The wind cuts harder now. It carries the cold weight of the stars, and I feel them pressing down on me, vast and uncaring.I try to meditate, but my mind is a battleground—her face when I caught her from falling, the tremble in her voice, the way her fingers curled into my tunic like I was something worth holding onto.

I try to empty myself.

But Ruby fills every shadow.

The holopad chimes. One response. My breath catches in my chest like a misfired pulse rifle.

The priest’s words blaze onto the screen with the fury of a blade drawn in sacred judgment:

“If you have found her, warrior, the bond is already there. Delay only brings pain. Act with courage, or lose her to a future without you.”

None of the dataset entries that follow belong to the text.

use std::{fmt::Display, sync::OnceLock};

use rand::{distributions::Alphanumeric, Rng};
use speedy::{Readable, Writable};

/// Client prefix of our peer id, Azureus style.
const PEER_ID_PREFIX: &[u8; 8] = b"-RL0001-";

#[derive(Clone, Copy, PartialEq, Eq, Hash, Default, Readable, Writable)]
pub struct PeerId(pub [u8; 20]);

impl PeerId {
    /// A new random id: the client prefix followed by 12 alphanumerics.
    pub fn generate() -> Self {
        let mut id = [0u8; 20];
        id[..8].copy_from_slice(PEER_ID_PREFIX);

        let mut rng = rand::thread_rng();
        for b in id[8..].iter_mut() {
            *b = rng.sample(Alphanumeric);
        }

        Self(id)
    }

    /// The id of this process, generated on first use.
    pub fn local() -> Self {
        static LOCAL: OnceLock<PeerId> = OnceLock::new();
        *LOCAL.get_or_init(Self::generate)
    }
}

impl Display for PeerId {
    fn fmt(&self, f: &mut std::fmt::Formatter<'_>) -> std::fmt::Result {
        write!(f, "{}", hex::encode(self.0))
    }
}

impl std::fmt::Debug for PeerId {
    fn fmt(&self, f: &mut std::fmt::Formatter<'_>) -> std::fmt::Result {
        let s = self.to_string();
        f.write_str(&s)
    }
}

impl From<PeerId> for [u8; 20] {
    fn from(value: PeerId) -> Self {
        value.0
    }
}

impl From<[u8; 20]> for PeerId {
    fn from(value: [u8; 20]) -> Self {
        Self(value)
    }
}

I stare. I reread. My heart thunders, a war drum under my ribs.

Already there.

I drag a hand through my hair, my claws scraping scalp. The bond isalready there. I feel it in the marrow of me—in the way her laughter lodges behind my sternum like a hook. In how her pain rips me apart faster than any blade. In how I feel lesser, dimmer, when she’s not near.

She’s become the pulse beneath every thought. The sweetness in every breath. The fire I can no longer live without.

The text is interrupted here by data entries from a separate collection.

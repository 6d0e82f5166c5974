//! Codec for encoding and decoding handshakes.
//!
//! This has to be a separate codec as the handshake has a different
//! structure than the rest of the messages. Moreover, handshakes may only
//! be sent once at the beginning of a connection, preceding all other
//! messages. Thus, after receiving and sending a handshake the codec
//! should be switched to [`super::CoreCodec`], but care should be taken not
//! to discard the underlying receive and send buffers.

use std::io;

use bytes::{Buf, BytesMut};
use speedy::{BigEndian, Readable, Writable};
use tokio_util::codec::{Decoder, Encoder};
use tracing::warn;

use super::PSTR;
use crate::{error::Error, metainfo::InfoHash, peer::PeerId};

/// Length of a serialized handshake.
pub const HANDSHAKE_LEN: usize = 1 + 19 + 8 + 20 + 20;

#[derive(Debug)]
pub struct HandshakeCodec;

impl Encoder<Handshake> for HandshakeCodec {
    type Error = io::Error;

    fn encode(&mut self, handshake: Handshake, buf: &mut BytesMut) -> io::Result<()> {
        // we should only be sending the bittorrent protocol string
        debug_assert_eq!(handshake.pstr, PSTR);

        let bytes = handshake
            .serialize()
            .map_err(|e| io::Error::new(io::ErrorKind::InvalidInput, e.to_string()))?;
        buf.extend_from_slice(&bytes);

        Ok(())
    }
}

impl Decoder for HandshakeCodec {
    type Item = Handshake;
    type Error = io::Error;

    fn decode(&mut self, buf: &mut BytesMut) -> io::Result<Option<Handshake>> {
        if buf.is_empty() {
            return Ok(None);
        }

        // peek at the protocol length, the full message may not be here yet
        let prot_len = buf[0] as usize;
        if prot_len != PSTR.len() {
            return Err(io::Error::new(
                io::ErrorKind::InvalidInput,
                "Handshake must have the string \"BitTorrent protocol\"",
            ));
        }

        if buf.remaining() < HANDSHAKE_LEN {
            return Ok(None);
        }

        let handshake = Handshake::deserialize(&buf[..HANDSHAKE_LEN])
            .map_err(|e| io::Error::new(io::ErrorKind::InvalidData, e.to_string()))?;

        // only the handshake is consumed, anything after it belongs to the
        // next codec
        buf.advance(HANDSHAKE_LEN);

        Ok(Some(handshake))
    }
}

/// pstrlen = 19
/// pstr = "BitTorrent protocol"
/// This is the very first message exchanged. If the peer's protocol string
/// (`BitTorrent protocol`) or the info hash differs from ours, the connection
/// is severed. The reserved field is 8 zero bytes, we do not support any
/// extension.
#[derive(Clone, Debug, PartialEq, Eq, Writable, Readable)]
pub struct Handshake {
    pub pstr_len: u8,
    pub pstr: [u8; 19],
    pub reserved: [u8; 8],
    pub info_hash: InfoHash,
    pub peer_id: PeerId,
}

impl Handshake {
    pub fn new(info_hash: impl Into<[u8; 20]>, peer_id: impl Into<[u8; 20]>) -> Self {
        Self {
            pstr_len: 19,
            pstr: PSTR,
            reserved: [0u8; 8],
            info_hash: InfoHash(info_hash.into()),
            peer_id: PeerId(peer_id.into()),
        }
    }

    pub fn serialize(&self) -> Result<[u8; HANDSHAKE_LEN], Error> {
        let mut buf = [0u8; HANDSHAKE_LEN];
        let temp = self.write_to_vec_with_ctx(BigEndian {})?;

        buf.copy_from_slice(&temp[..]);

        Ok(buf)
    }

    pub fn deserialize(buf: &[u8]) -> Result<Self, Error> {
        Ok(Self::read_from_buffer_with_ctx(BigEndian {}, buf)?)
    }

    /// Check the handshake `target` received from a peer against ours.
    pub fn validate(&self, target: &Self) -> bool {
        if self.info_hash != target.info_hash {
            warn!("! info_hash from receiving handshake does not match ours");
            return false;
        }
        if target.pstr_len != 19 {
            warn!("! handshake with wrong pstr_len, dropping connection");
            return false;
        }
        if target.pstr != PSTR {
            warn!("! handshake with wrong pstr, dropping connection");
            return false;
        }
        true
    }
}
//! Metainfo is a .torrent file with information about the Torrent.

use std::fmt::Display;

use bendy::{
    decoding::{self, Decoder, FromBencode, Object, ResultExt},
    encoding::{self, AsString, SingleItemEncoder, ToBencode},
};
use speedy::{Readable, Writable};

use crate::{
    error::Error,
    tcp_wire::{BlockInfo, BLOCK_LEN},
};

/// SHA-1 of the bencoded `info` dictionary. Peers and trackers identify a
/// torrent by it.
#[derive(Clone, Copy, PartialEq, Eq, Hash, Default, Readable, Writable)]
pub struct InfoHash(pub [u8; 20]);

impl Display for InfoHash {
    fn fmt(&self, f: &mut std::fmt::Formatter<'_>) -> std::fmt::Result {
        write!(f, "{}", hex::encode(self.0))
    }
}

impl std::fmt::Debug for InfoHash {
    fn fmt(&self, f: &mut std::fmt::Formatter<'_>) -> std::fmt::Result {
        let s = self.to_string();
        f.write_str(&s[..10])
    }
}

impl From<InfoHash> for [u8; 20] {
    fn from(value: InfoHash) -> Self {
        value.0
    }
}

#[derive(Debug, PartialEq, Clone, Default)]
pub struct MetaInfo {
    /// URL of the HTTP tracker.
    pub announce: String,
    pub info: Info,
}

impl MetaInfo {
    /// Decode and validate a .torrent file.
    ///
    /// # Errors
    ///
    /// [`Error::BencodeError`] when the buffer is not valid bencode or a
    /// required key is missing, [`Error::MetaInfoInvalid`] when the values
    /// are inconsistent with each other.
    pub fn from_bytes(buf: &[u8]) -> Result<Self, Error> {
        let meta = Self::from_bencode(buf)?;
        meta.info.validate()?;
        Ok(meta)
    }
}

/// in a multi file format, `name` is name of the directory
/// `file_length` is specific to Single File format
/// in a multi file format, `file_length` is replaced to `files`
#[derive(Debug, PartialEq, Clone, Default)]
pub struct Info {
    /// If the torrent has only 1 file, this value is some, and files is none
    pub file_length: Option<usize>,

    /// If the torrent has many files, this is some, and file_length is none.
    pub files: Option<Vec<File>>,

    /// name of the file
    pub name: String,

    /// length in bytes of each piece, the last piece may have a smaller length
    pub piece_length: usize,

    /// A (byte) string consisting of the concatenation of all 20-byte SHA1
    /// hash values, one per piece.
    pub pieces: Vec<u8>,

    /// Computed from the raw bytes of the dictionary, not part of it.
    pub info_hash: InfoHash,
}

impl Info {
    fn validate(&self) -> Result<(), Error> {
        if self.piece_length == 0 {
            return Err(Error::MetaInfoInvalid("`piece length` is zero"));
        }
        if self.pieces.len() % 20 != 0 {
            return Err(Error::MetaInfoInvalid(
                "`pieces` is not a multiple of 20 bytes",
            ));
        }
        if u32::try_from(self.piece_length).is_err() || u32::try_from(self.pieces()).is_err() {
            return Err(Error::MetaInfoInvalid(
                "pieces do not fit the 32 bit fields of the wire protocol",
            ));
        }
        let size = self
            .checked_torrent_size()
            .ok_or(Error::MetaInfoInvalid("total length overflows"))?;
        if self.pieces() != size.div_ceil(self.piece_length) {
            return Err(Error::MetaInfoInvalid(
                "the number of piece hashes does not match the content length",
            ));
        }
        Ok(())
    }

    /// Calculate how many pieces there are.
    #[inline]
    pub fn pieces(&self) -> usize {
        self.pieces.len() / 20
    }

    /// Get the size in bytes of the files of the torrent.
    ///
    /// Saturates on overflow, which [`MetaInfo::from_bytes`] rejects.
    pub fn get_torrent_size(&self) -> usize {
        self.checked_torrent_size().unwrap_or(usize::MAX)
    }

    fn checked_torrent_size(&self) -> Option<usize> {
        match &self.files {
            Some(files) => files.iter().try_fold(0usize, |acc, f| acc.checked_add(f.length)),
            None => Some(self.file_length.unwrap_or(0)),
        }
    }

    /// Get the size (in bytes) of a piece.
    pub fn piece_size(&self, piece_index: usize) -> usize {
        let total_size = self.get_torrent_size();
        if piece_index + 1 == self.pieces() {
            let remainder = total_size % self.piece_length;
            if remainder == 0 { self.piece_length } else { remainder }
        } else {
            self.piece_length
        }
    }

    /// Expected SHA-1 of a piece.
    pub fn piece_hash(&self, piece_index: usize) -> Option<&[u8]> {
        let start = piece_index.checked_mul(20)?;
        self.pieces.get(start..start + 20)
    }

    /// Byte offset of a piece in the content.
    pub fn piece_offset(&self, piece_index: usize) -> u64 {
        piece_index as u64 * self.piece_length as u64
    }

    /// Calculate how many blocks there are in a piece.
    #[inline]
    pub fn blocks_in_piece(&self, piece_index: usize) -> usize {
        self.piece_size(piece_index).div_ceil(BLOCK_LEN as usize)
    }

    /// The requests needed to download a whole piece.
    pub fn get_block_infos_of_piece(&self, piece_index: usize) -> Result<Vec<BlockInfo>, Error> {
        let too_large = |_| Error::MetaInfoInvalid("piece does not fit the wire protocol");

        let index = u32::try_from(piece_index).map_err(too_large)?;
        let piece_size = u32::try_from(self.piece_size(piece_index)).map_err(too_large)?;
        let num_blocks = piece_size.div_ceil(BLOCK_LEN);

        let blocks = (0..num_blocks)
            .map(|block_index| {
                let begin = block_index * BLOCK_LEN;
                let len = if block_index == num_blocks - 1 {
                    piece_size - begin
                } else {
                    BLOCK_LEN
                };

                BlockInfo { index, begin, len }
            })
            .collect();

        Ok(blocks)
    }
}

/// Files in the [`Info`] are relative to the root folder name,
/// but do not contain them as the first item in the vector.
#[derive(Debug, PartialEq, Clone, Default, Hash, Eq)]
pub struct File {
    /// Length of the file in bytes.
    pub length: usize,
    /// Path of the file, excluding the parent name.
    pub path: Vec<String>,
}

impl ToBencode for File {
    const MAX_DEPTH: usize = 5;

    fn encode(&self, encoder: SingleItemEncoder) -> Result<(), encoding::Error> {
        encoder.emit_dict(|mut e| {
            e.emit_pair(b"length", self.length)?;
            e.emit_pair(b"path", &self.path)
        })?;
        Ok(())
    }
}

impl FromBencode for File {
    fn decode_bencode_object(object: Object) -> Result<Self, decoding::Error>
    where
        Self: Sized,
    {
        let mut dict_dec = object.try_into_dictionary()?;
        let mut length = None;
        let mut path: Vec<String> = vec![];

        while let Some(pair) = dict_dec.next_pair()? {
            match pair {
                (b"length", value) => {
                    length = usize::decode_bencode_object(value)
                        .context("length")
                        .map(Some)?;
                }
                (b"path", value) => {
                    path = Vec::<String>::decode_bencode_object(value).context("path")?;
                }
                _ => {}
            }
        }

        let length = length.ok_or_else(|| decoding::Error::missing_field("length"))?;

        Ok(Self { length, path })
    }
}

impl ToBencode for MetaInfo {
    const MAX_DEPTH: usize = 5;

    fn encode(&self, encoder: SingleItemEncoder) -> Result<(), encoding::Error> {
        encoder.emit_dict(|mut e| {
            e.emit_pair(b"announce", &self.announce)?;
            e.emit_pair(b"info", &self.info)
        })?;

        Ok(())
    }
}

impl ToBencode for Info {
    const MAX_DEPTH: usize = 5;

    fn encode(&self, encoder: SingleItemEncoder) -> Result<(), encoding::Error> {
        encoder.emit_dict(|mut e| {
            if let Some(files) = &self.files {
                e.emit_pair(b"files", files)?;
            }
            if let Some(file_length) = &self.file_length {
                e.emit_pair(b"length", file_length)?;
            }
            e.emit_pair(b"name", &self.name)?;
            e.emit_pair(b"piece length", self.piece_length)?;
            e.emit_pair(b"pieces", AsString(&self.pieces))
        })?;
        Ok(())
    }
}

impl FromBencode for MetaInfo {
    fn decode_bencode_object(object: Object) -> Result<Self, decoding::Error>
    where
        Self: Sized,
    {
        let mut announce = None;
        let mut info = None;

        let mut dict_dec = object.try_into_dictionary()?;
        while let Some(pair) = dict_dec.next_pair()? {
            match pair {
                (b"announce", value) => {
                    announce = String::decode_bencode_object(value)
                        .context("announce")
                        .map(Some)?;
                }
                (b"info", value) => {
                    info = Info::decode_bencode_object(value).context("info").map(Some)?;
                }
                _ => {}
            }
        }

        let announce = announce.ok_or_else(|| decoding::Error::missing_field("announce"))?;
        let info = info.ok_or_else(|| decoding::Error::missing_field("info"))?;

        Ok(MetaInfo { announce, info })
    }
}

impl FromBencode for Info {
    fn decode_bencode_object(object: Object) -> Result<Self, decoding::Error>
    where
        Self: Sized,
    {
        let mut files = None;
        let mut file_length = None;
        let mut name = None;
        let mut piece_length = None;
        let mut pieces = None;

        // hash the dictionary exactly as it appears in the file, re-encoding
        // it could reorder keys or drop unknown ones
        let bytes = object.try_into_dictionary()?.into_raw()?;

        let mut hash = sha1_smol::Sha1::new();
        hash.update(bytes);
        let info_hash = InfoHash(hash.digest().bytes());

        let mut decoder = Decoder::new(bytes);
        let mut dict = decoder
            .next_object()?
            .ok_or_else(|| decoding::Error::missing_field("info"))?
            .try_into_dictionary()?;

        while let Some(pair) = dict.next_pair()? {
            match pair {
                (b"files", value) => {
                    files = Vec::<File>::decode_bencode_object(value)
                        .context("files")
                        .map(Some)?;
                }
                (b"length", value) => {
                    file_length = usize::decode_bencode_object(value)
                        .context("file.length")
                        .map(Some)?;
                }
                (b"name", value) => {
                    name = String::decode_bencode_object(value).context("name").map(Some)?;
                }
                (b"piece length", value) => {
                    piece_length = usize::decode_bencode_object(value)
                        .context("piece length")
                        .map(Some)?;
                }
                (b"pieces", value) => {
                    pieces = AsString::decode_bencode_object(value)
                        .context("pieces")
                        .map(|bytes| Some(bytes.0))?;
                }
                _ => {}
            }
        }

        let name = name.ok_or_else(|| decoding::Error::missing_field("name"))?;
        let piece_length =
            piece_length.ok_or_else(|| decoding::Error::missing_field("piece length"))?;
        let pieces = pieces.ok_or_else(|| decoding::Error::missing_field("pieces"))?;

        if file_length.is_none() && files.is_none() {
            return Err(decoding::Error::missing_field("length"));
        }

        Ok(Info { file_length, files, name, piece_length, pieces, info_hash })
    }
}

I was a fool to think I could resist it.

And yet…

She’s not Vakutan. She was not raised on chants and blood-oaths, not taught the sacred texts or the weight of a soul-binding vow. She smiles with open hands, not clenched fists. She lives in color and sweetness and gentle fire, and I… I am forged from something else. Something darker. Something old.

What if she sees the bond as a shackle?

What if I mark her soul with mine, and she breaks under it?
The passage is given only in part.